Compliance and Building a Better Baseball Bat

Did you know that Major League Baseball (MLB) funds research?  The United States Agriculture Department (USDA) recently announced the results of a study on baseball bat breakage funded by the MLB (see the press release).  In 2008, the joint Safety and Health Advisory Committee of Major League Baseball and the Major League Baseball Players Association asked for and provided funding for a team at the USDA’s U.S. Forest Products Laboratory (FPL) led by project coordinator, David Kretschmann, to study the frequency of bats breaking into multiple pieces, and to develop guidelines for a safer bat.

The team reviewed both video footage and actual broken bats of every broken bat incident that occurred during the 2008 season.  Inconsistencies in the “wood quality, primarily the manufacturing detail “slope of grain,” for all species of wood used in Major League bat manufacture was the main cause of broken bats. Also, low-density maple bats were found to not only crack but shatter into multiple pieces more often than ash bats or higher-density maple bats. Called multiple-piece failure, shattered bats can pose a danger on the field and even in the stands.”  Straighter grain in bats tended to result in less breakage.  Statistics indicate that 64% of bats used in MLB are maple, while 33% are ash.
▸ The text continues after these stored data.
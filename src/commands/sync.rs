use std::time::Duration;

use anyhow::Result;
use calverge_core::orchestrator::Orchestrator;
use calverge_core::store::LocalStore;
use calverge_core::sync_config::SyncConfiguration;
use tokio_util::sync::CancellationToken;

use crate::render::Render;
use crate::utils::tui;

pub async fn run(store: &LocalStore, config: &SyncConfiguration, timeout: Duration) -> Result<()> {
    let cancel = CancellationToken::new();

    // First Ctrl-C stops after the current source; a second one kills the process.
    let watcher = cancel.clone();
    tokio::spawn(async move {
        if tokio::signal::ctrl_c().await.is_ok() {
            tracing::warn!("Interrupted, finishing current source");
            watcher.cancel();
            if tokio::signal::ctrl_c().await.is_ok() {
                std::process::exit(130);
            }
        }
    });

    let orchestrator = Orchestrator::new(store)
        .with_access_timeout(timeout)
        .with_cancellation(cancel);

    let spinner = tui::create_spinner(format!("Syncing {}", config.display_name()));
    let result = orchestrator.run_sync(config).await;
    spinner.finish_and_clear();

    let report = result?;
    println!("{}", report.render());

    Ok(())
}
//! Drives reconciliation across all configured sources.

use std::time::Duration;

use chrono::{DateTime, Utc};
use tokio_util::sync::CancellationToken;

use crate::calendar::CalendarRef;
use crate::error::{CalvergeError, CalvergeResult};
use crate::provenance::ProvenanceTag;
use crate::reconcile::{EventFailure, Reconciler};
use crate::store::CalendarStore;
use crate::sync_config::{SyncConfiguration, SyncMode};
use crate::sync_window::SyncWindow;

/// Per-source line of a sync report.
#[derive(Debug, Clone, PartialEq)]
pub struct SourceReport {
    pub calendar: CalendarRef,
    pub synced: usize,
    pub cleaned: usize,
    pub failures: Vec<EventFailure>,
    /// Set when the source could not be reconciled at all; the run moved on
    pub error: Option<String>,
}

#[derive(Debug, Clone, PartialEq)]
pub struct SyncReport {
    pub config_name: String,
    pub mode: SyncMode,
    pub target: CalendarRef,
    pub sources: Vec<SourceReport>,
    /// Configured source ids that did not resolve (or were unusable)
    pub skipped_sources: Vec<String>,
    pub total_synced: usize,
    pub total_cleaned: usize,
    /// Set when the run stopped early; completed sources are still valid
    pub cancelled: bool,
}

impl SyncReport {
    pub fn failures(&self) -> impl Iterator<Item = &EventFailure> {
        self.sources.iter().flat_map(|s| &s.failures)
    }
}

/// What a sync would do for one source, without doing it.
#[derive(Debug, Clone, PartialEq)]
pub struct SourceStatus {
    pub calendar: CalendarRef,
    /// Future artifacts of this source currently in the target
    pub synced_artifacts: usize,
    /// Future source events a sync would copy
    pub pending_events: usize,
    /// Most recent provenance tag among the artifacts, if any
    pub last_sync: Option<ProvenanceTag>,
}

#[derive(Debug, Clone, PartialEq)]
pub struct StatusReport {
    pub config_name: String,
    pub mode: SyncMode,
    pub target: CalendarRef,
    pub sources: Vec<SourceStatus>,
    pub skipped_sources: Vec<String>,
}

/// Calendars a configuration resolves to.
struct Resolved {
    target: CalendarRef,
    sources: Vec<CalendarRef>,
    skipped: Vec<String>,
}

pub struct Orchestrator<'a, S: CalendarStore + ?Sized> {
    store: &'a S,
    access_timeout: Option<Duration>,
    cancel: Option<CancellationToken>,
}

impl<'a, S: CalendarStore + ?Sized> Orchestrator<'a, S> {
    pub fn new(store: &'a S) -> Self {
        Orchestrator {
            store,
            access_timeout: None,
            cancel: None,
        }
    }

    /// Bound the wait for the store's access grant.
    pub fn with_access_timeout(mut self, timeout: Duration) -> Self {
        self.access_timeout = Some(timeout);
        self
    }

    /// Checked before each source; remaining sources are skipped once cancelled.
    pub fn with_cancellation(mut self, token: CancellationToken) -> Self {
        self.cancel = Some(token);
        self
    }

    pub async fn run_sync(&self, config: &SyncConfiguration) -> CalvergeResult<SyncReport> {
        self.run_sync_at(config, Utc::now()).await
    }

    pub async fn run_sync_at(
        &self,
        config: &SyncConfiguration,
        now: DateTime<Utc>,
    ) -> CalvergeResult<SyncReport> {
        let resolved = self.resolve(config).await?;

        tracing::info!(
            config = config.display_name(),
            mode = %config.sync_mode,
            target = %resolved.target.id,
            sources = resolved.sources.len(),
            "Starting sync"
        );

        let reconciler = Reconciler::new(self.store);
        let mut report = SyncReport {
            config_name: config.display_name().to_string(),
            mode: config.sync_mode,
            target: resolved.target.clone(),
            sources: Vec::with_capacity(resolved.sources.len()),
            skipped_sources: resolved.skipped,
            total_synced: 0,
            total_cleaned: 0,
            cancelled: false,
        };

        for source in &resolved.sources {
            if self.is_cancelled() {
                tracing::warn!(source = %source.id, "Sync cancelled, skipping remaining sources");
                report.cancelled = true;
                break;
            }

            let outcome = match reconciler
                .sync(source, &resolved.target, config, now)
                .await
            {
                Ok(outcome) => outcome,
                Err(e) => {
                    tracing::error!(source = %source.id, "Failed to reconcile source: {}", e);
                    report.sources.push(SourceReport {
                        calendar: source.clone(),
                        synced: 0,
                        cleaned: 0,
                        failures: Vec::new(),
                        error: Some(e.to_string()),
                    });
                    continue;
                }
            };

            report.total_synced += outcome.synced;
            report.total_cleaned += outcome.cleaned;
            report.sources.push(SourceReport {
                calendar: source.clone(),
                synced: outcome.synced,
                cleaned: outcome.cleaned,
                failures: outcome.failures,
                error: None,
            });
        }

        Ok(report)
    }

    /// Calendars the store exposes, once access is granted.
    pub async fn calendars(&self) -> CalvergeResult<Vec<CalendarRef>> {
        self.request_access().await?;
        self.store.calendars().await
    }

    /// Read-only preview of a sync run.
    pub async fn status(&self, config: &SyncConfiguration) -> CalvergeResult<StatusReport> {
        self.status_at(config, Utc::now()).await
    }

    pub async fn status_at(
        &self,
        config: &SyncConfiguration,
        now: DateTime<Utc>,
    ) -> CalvergeResult<StatusReport> {
        let resolved = self.resolve(config).await?;
        let window = SyncWindow::starting_at(now);
        let reconciler = Reconciler::new(self.store);

        let mut sources = Vec::with_capacity(resolved.sources.len());
        for source in &resolved.sources {
            let artifacts = reconciler
                .stale_artifacts(source, &resolved.target, &window)
                .await?;
            let last_sync = artifacts
                .iter()
                .filter_map(|e| e.notes.as_deref().and_then(ProvenanceTag::decode))
                .max_by_key(|tag| tag.synced_at);
            let pending_events = self
                .store
                .events(std::slice::from_ref(source), &window)
                .await?
                .iter()
                .filter(|e| window.contains(e.start))
                .count();

            sources.push(SourceStatus {
                calendar: source.clone(),
                synced_artifacts: artifacts.len(),
                pending_events,
                last_sync,
            });
        }

        Ok(StatusReport {
            config_name: config.display_name().to_string(),
            mode: config.sync_mode,
            target: resolved.target,
            sources,
            skipped_sources: resolved.skipped,
        })
    }

    fn is_cancelled(&self) -> bool {
        self.cancel.as_ref().is_some_and(|t| t.is_cancelled())
    }

    async fn request_access(&self) -> CalvergeResult<()> {
        let granted = match self.access_timeout {
            Some(limit) => tokio::time::timeout(limit, self.store.request_access())
                .await
                .map_err(|_| CalvergeError::AccessTimeout(limit))??,
            None => self.store.request_access().await?,
        };

        if granted {
            Ok(())
        } else {
            Err(CalvergeError::PermissionDenied)
        }
    }

    /// Access check, then target and source resolution. No event is queried
    /// or touched before this succeeds.
    async fn resolve(&self, config: &SyncConfiguration) -> CalvergeResult<Resolved> {
        self.request_access().await?;

        let calendars = self.store.calendars().await?;
        let find = |id: &str| calendars.iter().find(|c| c.id == id).cloned();

        let target = find(&config.target_calendar_id)
            .ok_or_else(|| CalvergeError::CalendarNotFound(config.target_calendar_id.clone()))?;

        if !target.writable {
            return Err(CalvergeError::CalendarReadOnly(target.title));
        }

        let mut sources: Vec<CalendarRef> = Vec::new();
        let mut skipped = Vec::new();

        for id in &config.source_calendar_ids {
            let id = id.trim();
            if id.is_empty() {
                continue;
            }

            if id == target.id {
                tracing::warn!("Source calendar is the target calendar, skipping: {}", id);
                skipped.push(id.to_string());
                continue;
            }

            if sources.iter().any(|c| c.id == id) {
                tracing::debug!("Duplicate source calendar ignored: {}", id);
                continue;
            }

            match find(id) {
                Some(calendar) => sources.push(calendar),
                None => {
                    tracing::warn!("Source calendar not found: {}", id);
                    skipped.push(id.to_string());
                }
            }
        }

        if sources.is_empty() {
            return Err(CalvergeError::NoValidSourceCalendars);
        }

        Ok(Resolved {
            target,
            sources,
            skipped,
        })
    }
}
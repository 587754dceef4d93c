pub mod calendars;
pub mod status;
pub mod sync;
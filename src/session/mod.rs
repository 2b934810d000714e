//! The `session` module defines the server-side state of one subscriber
//! connection.
//!
//! [`Broker::subscribe`](crate::Broker::subscribe) hands out a [`Session`]
//! (the reading half) and keeps a [`SessionHandle`] (the writing half) in its
//! registry. [`SessionGuard`] ties the two back together: dropping the guard
//! unsubscribes the session, whatever made the stream end.

pub mod guard;
pub mod subscriber;

pub use guard::SessionGuard;
pub use subscriber::{DELIVERY_SLOTS, Session, SessionHandle, SessionId};
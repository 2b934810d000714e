//! The `utils` module collects the pieces shared across the `infocenter`
//! application: error types, logging setup and the diagnostic tracer.

pub mod error;
pub mod logging;
pub mod trace;
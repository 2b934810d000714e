//! CLI for InfoCenter
//!
//! Loads configuration, applies command-line overrides and runs the HTTP
//! server until Ctrl-C.

use std::process::ExitCode;
use std::sync::Arc;

use clap::Parser;
use infocenter::Broker;
use infocenter::config::{Settings, load_config};
use infocenter::transport::serve;
use infocenter::utils::error::ServerError;
use infocenter::utils::{logging, trace};
use tokio_util::sync::CancellationToken;
use tracing::{error, info, warn};

#[derive(Parser, Debug)]
#[command(name = "infocenter", about = "Topic based pub/sub over Server-Sent Events")]
struct Args {
    /// Enable lifecycle hints (debug logging)
    #[arg(long)]
    debug: bool,

    /// Address to listen on, e.g. localhost:8080
    #[arg(long)]
    url: Option<String>,

    /// Seconds before a subscription is closed
    #[arg(long)]
    idle_timeout: Option<u64>,
}

impl Args {
    fn apply(&self, mut settings: Settings) -> Settings {
        if self.debug {
            settings.broker.debug = true;
        }
        if let Some(secs) = self.idle_timeout {
            settings.broker.idle_timeout_secs = secs;
        }
        settings
    }
}

#[tokio::main]
async fn main() -> ExitCode {
    let _ = dotenvy::dotenv();
    let args = Args::parse();

    match run(args).await {
        Ok(()) => ExitCode::SUCCESS,
        Err(e) => {
            // no-op when run() already set logging up
            logging::init("info");
            error!("InfoCenter failed: {e}");
            ExitCode::FAILURE
        }
    }
}

async fn run(args: Args) -> Result<(), ServerError> {
    let settings = args.apply(load_config()?);

    logging::init(if settings.broker.debug { "debug" } else { "info" });

    let addr = args.url.clone().unwrap_or_else(|| settings.server.addr());
    let broker = Arc::new(Broker::from_settings(
        &settings.broker,
        trace::from_debug_flag(settings.broker.debug),
    ));
    info!(
        "subscriptions close after {}s",
        broker.idle_timeout().as_secs()
    );

    let shutdown = CancellationToken::new();
    tokio::spawn({
        let shutdown = shutdown.clone();
        async move {
            match tokio::signal::ctrl_c().await {
                Ok(()) => {
                    info!("Shutdown signal received. Exiting gracefully.");
                    shutdown.cancel();
                }
                Err(e) => warn!("cannot listen for Ctrl-C: {e}"),
            }
        }
    });

    serve(&addr, broker, shutdown).await
}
Data presented in the Lab Notes section of the FPL website indicates that since 2008, the average multiple-piece failure bats per game has decreased from 1 to 0.5, indicating a 50% drop, with the majority of the decrease coming from 2008-2011.  The average broken bats per game has also decreased from about 2 to 1.8, a 10% decrease in the same time period.  Manufacturing changes were implemented based on limits to bat geometry dimensions, wood density restrictions, and wood drying recommendations.

So how does this all relate to compliance and software?  Could this study have been tracked with the InfoEd suite?

  • Clinical Trials / Human Subjects – video monitoring, consenting study participants to the dangers of possible broken bats, adverse events.
  • Grants, Pre/Post Award – funding of the research, agreements.
  • Environmental Health and Safety – hazardous materials, Items Equipment collecting data on make, model, and type of equipment.
  • Technology Transfer – patents, manufacturing, improvements.